╔══
//! Declaration API: `Context`, `CaseBuilder`, `HookBuilder`, `build()` and `run()`.

use std::future::Future;
use std::time::Duration;

use crate::config::RunConfig;
use crate::error::{BoxError, DeclarationError, HookKind};
use crate::runner::Runner;
use crate::step::{Done, Step};
use crate::tree::{Case, Hook, Suite};

// ============================================================================
// Context: the build context threaded through declaration closures
// ============================================================================

/// Builds the suite tree while declaration closures run.
///
/// Every `describe` makes its suite the open one for the duration of its
/// closure; cases and hooks attach to whichever suite is open.
///
/// ```rust,no_run
/// let root = specrun::Context::root("math", std::time::Duration::from_secs(5))
///     .declare(|ctx| {
///         ctx.describe("Calculator", |ctx| {
///             ctx.it("adds", || assert_eq!(2 + 3, 5));
///         });
///     })
///     .finish()
///     .expect("valid declarations");
/// assert_eq!(root.count(), 1);
/// ```
pub struct Context {
    root: Suite,
    open: Vec<Suite>,
    errors: Vec<DeclarationError>,
}

impl Context {
    /// A fresh build context whose root suite has `default_timeout`.
    pub fn root(title: impl Into<String>, default_timeout: Duration) -> Self {
        Context {
            root: Suite::new(title.into(), 0, default_timeout),
            open: Vec::new(),
            errors: Vec::new(),
        }
    }

    pub fn from_config(config: &RunConfig) -> Self {
        Context::root(config.root_title.clone(), config.default_timeout)
    }

    /// Run `body` against the root suite and hand the context back.
    pub fn declare(mut self, body: impl FnOnce(&mut Context)) -> Self {
        body(&mut self);
        self
    }

    /// The finished tree, or the first declaration error.
    pub fn finish(mut self) -> Result<Suite, DeclarationError> {
        if !self.errors.is_empty() {
            return Err(self.errors.swap_remove(0));
        }
        // Closures always return before `finish`, so every describe has popped.
        debug_assert!(self.open.is_empty(), "specrun: unbalanced describe nesting");
        Ok(self.root)
    }

    /// Declaration errors recorded so far.
    pub fn errors(&self) -> &[DeclarationError] {
        &self.errors
    }

    fn current(&mut self) -> &mut Suite {
        self.open.last_mut().unwrap_or(&mut self.root)
    }

    // ---- Describe -------------------------------------------------------------

    pub fn describe(&mut self, title: &str, body: impl FnOnce(&mut Context)) {
        self.describe_impl(title, None, body);
    }

    /// Like [`describe`](Self::describe), with a timeout inherited by everything
    /// declared inside.
    pub fn describe_with_timeout(&mut self, title: &str, timeout_ms: u64, body: impl FnOnce(&mut Context)) {
        self.describe_impl(title, Some(Duration::from_millis(timeout_ms)), body);
    }

    pub fn context(&mut self, title: &str, body: impl FnOnce(&mut Context)) {
        self.describe(title, body);
    }

    fn describe_impl(&mut self, title: &str, timeout: Option<Duration>, body: impl FnOnce(&mut Context)) {
        let parent = self.current();
        let suite = Suite::new(
            title.to_string(),
            parent.depth + 1,
            timeout.unwrap_or(parent.timeout),
        );
        tracing::debug!(suite = title, depth = suite.depth, "declaring suite");

        self.open.push(suite);
        body(self);

        if let Some(suite) = self.open.pop() {
            let parent = self.current();
            parent.count += suite.count;
            parent.suites.push(suite);
        }
    }

    // ---- Cases ----------------------------------------------------------------

    /// Declare a case with an explicit [`Step`]. Registered when the returned
    /// builder is dropped.
    pub fn case(&mut self, title: &str, body: Step) -> CaseBuilder<'_> {
        CaseBuilder {
            ctx: self,
            title: title.to_string(),
            body: Some(body),
            timeout: None,
        }
    }

    /// Declare a synchronous case.
    ///
    /// ```rust,no_run
    /// # let ctx = &mut specrun::Context::root("", std::time::Duration::from_secs(5));
    /// ctx.it("works", || assert!(true));
    /// ctx.it("slow", || std::thread::sleep(std::time::Duration::from_millis(5)))
    ///     .timeout(50);
    /// ctx.it("later", || todo!());
    /// ```
    pub fn it<F>(&mut self, title: &str, body: F) -> CaseBuilder<'_>
    where
        F: Fn() + 'static,
    {
        self.case(title, Step::sync(body))
    }

    pub fn test<F>(&mut self, title: &str, body: F) -> CaseBuilder<'_>
    where
        F: Fn() + 'static,
    {
        self.it(title, body)
    }

    /// Declare a synchronous case that fails with the error it returns.
    ///
    /// ```rust,no_run
    /// # let ctx = &mut specrun::Context::root("", std::time::Duration::from_secs(5));
    /// ctx.it_result("parses", || -> Result<(), std::num::ParseIntError> {
    ///     assert_eq!("42".parse::<u32>()?, 42);
    ///     Ok(())
    /// });
    /// ```
    pub fn it_result<F, E>(&mut self, title: &str, body: F) -> CaseBuilder<'_>
    where
        F: Fn() -> Result<(), E> + 'static,
        E: Into<BoxError>,
    {
        self.case(title, Step::try_sync(body))
    }

    /// Declare a case whose body returns a future.
    pub fn it_async<F, Fut>(&mut self, title: &str, body: F) -> CaseBuilder<'_>
    where
        F: Fn() -> Fut + 'static,
        Fut: Future<Output = ()> + 'static,
    {
        self.case(title, Step::future(body))
    }

    /// Declare a case whose future fails with the error it resolves to.
    pub fn it_async_result<F, Fut, E>(&mut self, title: &str, body: F) -> CaseBuilder<'_>
    where
        F: Fn() -> Fut + 'static,
        Fut: Future<Output = Result<(), E>> + 'static,
        E: Into<BoxError>,
    {
        self.case(title, Step::try_future(body))
    }

    /// Declare a case that signals completion through a [`Done`] handle.
    pub fn it_done<F>(&mut self, title: &str, body: F) -> CaseBuilder<'_>
    where
        F: Fn(Done) + 'static,
    {
        self.case(title, Step::callback(body))
    }

    // ---- Hooks ----------------------------------------------------------------

    pub fn before_all(&mut self, step: Step) -> HookBuilder<'_> {
        self.hook(HookKind::BeforeAll, step)
    }

    pub fn after_all(&mut self, step: Step) -> HookBuilder<'_> {
        self.hook(HookKind::AfterAll, step)
    }

    pub fn before_each(&mut self, step: Step) -> HookBuilder<'_> {
        self.hook(HookKind::BeforeEach, step)
    }

    pub fn after_each(&mut self, step: Step) -> HookBuilder<'_> {
        self.hook(HookKind::AfterEach, step)
    }

    /// Declare a hook of `kind` on the open suite.
    pub fn hook(&mut self, kind: HookKind, step: Step) -> HookBuilder<'_> {
        HookBuilder {
            ctx: self,
            kind,
            step: Some(step),
            timeout: None,
        }
    }

    fn register_case(&mut self, title: String, body: Step, timeout: Option<Duration>) {
        let suite = self.current();
        let timeout = effective_timeout(timeout, suite.timeout);
        suite.cases.push(Case::new(title, body, timeout));
        suite.count += 1;
    }

    fn register_hook(&mut self, kind: HookKind, step: Step, timeout: Option<Duration>) {
        let suite = self.current();
        if suite.hooks.has(kind) {
            let err = DeclarationError::DuplicateHook {
                suite: suite.title.clone(),
                kind,
            };
            tracing::debug!(%err, "rejected hook");
            self.errors.push(err);
            return;
        }
        let timeout = effective_timeout(timeout, suite.timeout);
        *suite.hooks.slot(kind) = Some(Hook { step, timeout });
    }
}

/// A zero override falls back to the suite timeout.
fn effective_timeout(requested: Option<Duration>, inherited: Duration) -> Duration {
    match requested {
        Some(t) if !t.is_zero() => t,
        _ => inherited,
    }
}

// ============================================================================
// CaseBuilder / HookBuilder: register on Drop
// ============================================================================

/// Returned by [`Context::it`] and friends; registers the case when dropped.
pub struct CaseBuilder<'a> {
    ctx: &'a mut Context,
    title: String,
    body: Option<Step>,
    timeout: Option<Duration>,
}

impl CaseBuilder<'_> {
    /// Fail the case if its body has not completed within `ms` milliseconds.
    pub fn timeout(mut self, ms: u64) -> Self {
        self.timeout = Some(Duration::from_millis(ms));
        self
    }
}

impl Drop for CaseBuilder<'_> {
    fn drop(&mut self) {
        if let Some(body) = self.body.take() {
            let title = std::mem::take(&mut self.title);
            self.ctx.register_case(title, body, self.timeout);
        }
    }
}

/// Returned by the hook methods of [`Context`]; registers the hook when dropped.
pub struct HookBuilder<'a> {
    ctx: &'a mut Context,
    kind: HookKind,
    step: Option<Step>,
    timeout: Option<Duration>,
}

impl HookBuilder<'_> {
    /// Fail the hook if it has not completed within `ms` milliseconds.
    pub fn timeout(mut self, ms: u64) -> Self {
        self.timeout = Some(Duration::from_millis(ms));
        self
    }
}

impl Drop for HookBuilder<'_> {
    fn drop(&mut self) {
        if let Some(step) = self.step.take() {
            self.ctx.register_hook(self.kind, step, self.timeout);
        }
    }
}

/// Build a tree from `body` using the root title and timeout in `config`.
pub fn build(config: &RunConfig, body: impl FnOnce(&mut Context)) -> Result<Suite, DeclarationError> {
    Context::from_config(config).declare(body).finish()
}

// ============================================================================
// run(): entry point
// ============================================================================

/// Build and run a test tree, then exit the process.
///
/// This is the main entry point. Call it from `fn main()` in a test target
/// with `harness = false`. Exit code: 0 when every case passed, 1 when any
/// failed, 2 when the configuration or the declarations are invalid (nothing
/// runs in that case).
///
/// # Example
///
/// ```rust,no_run
/// fn main() {
///     specrun::run(|ctx| {
///         ctx.describe("Calculator", |ctx| {
///             ctx.it("adds", || assert_eq!(2 + 3, 5));
///         });
///     });
/// }
/// ```
pub fn run(body: impl FnOnce(&mut Context)) {
    crate::logging::init();

    let config = match RunConfig::from_args() {
        Ok(config) => config,
        Err(err) => fatal(&err),
    };

    // Phase 1: build the tree
    let root = match build(&config, body) {
        Ok(root) => root,
        Err(err) => fatal(&err),
    };

    // Phase 2: execute the tree
    match Runner::new(&config).execute(root) {
        Ok(outcome) => std::process::exit(outcome.exit_code()),
        Err(err) => fatal(&err),
    }
}

fn fatal(err: &dyn std::error::Error) -> ! {
    tracing::error!(%err, "aborting before execution");
    eprintln!("specrun: {err}");
    std::process::exit(2);
}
╚══
### YOUR GOAL
Copy each line in the data that holds the word "crate".

### TASK SOLUTION
use crate::config::RunConfig;
use crate::error::{BoxError, DeclarationError, HookKind};
use crate::runner::Runner;
use crate::step::{Done, Step};
use crate::tree::{Case, Hook, Suite};
    crate::logging::init();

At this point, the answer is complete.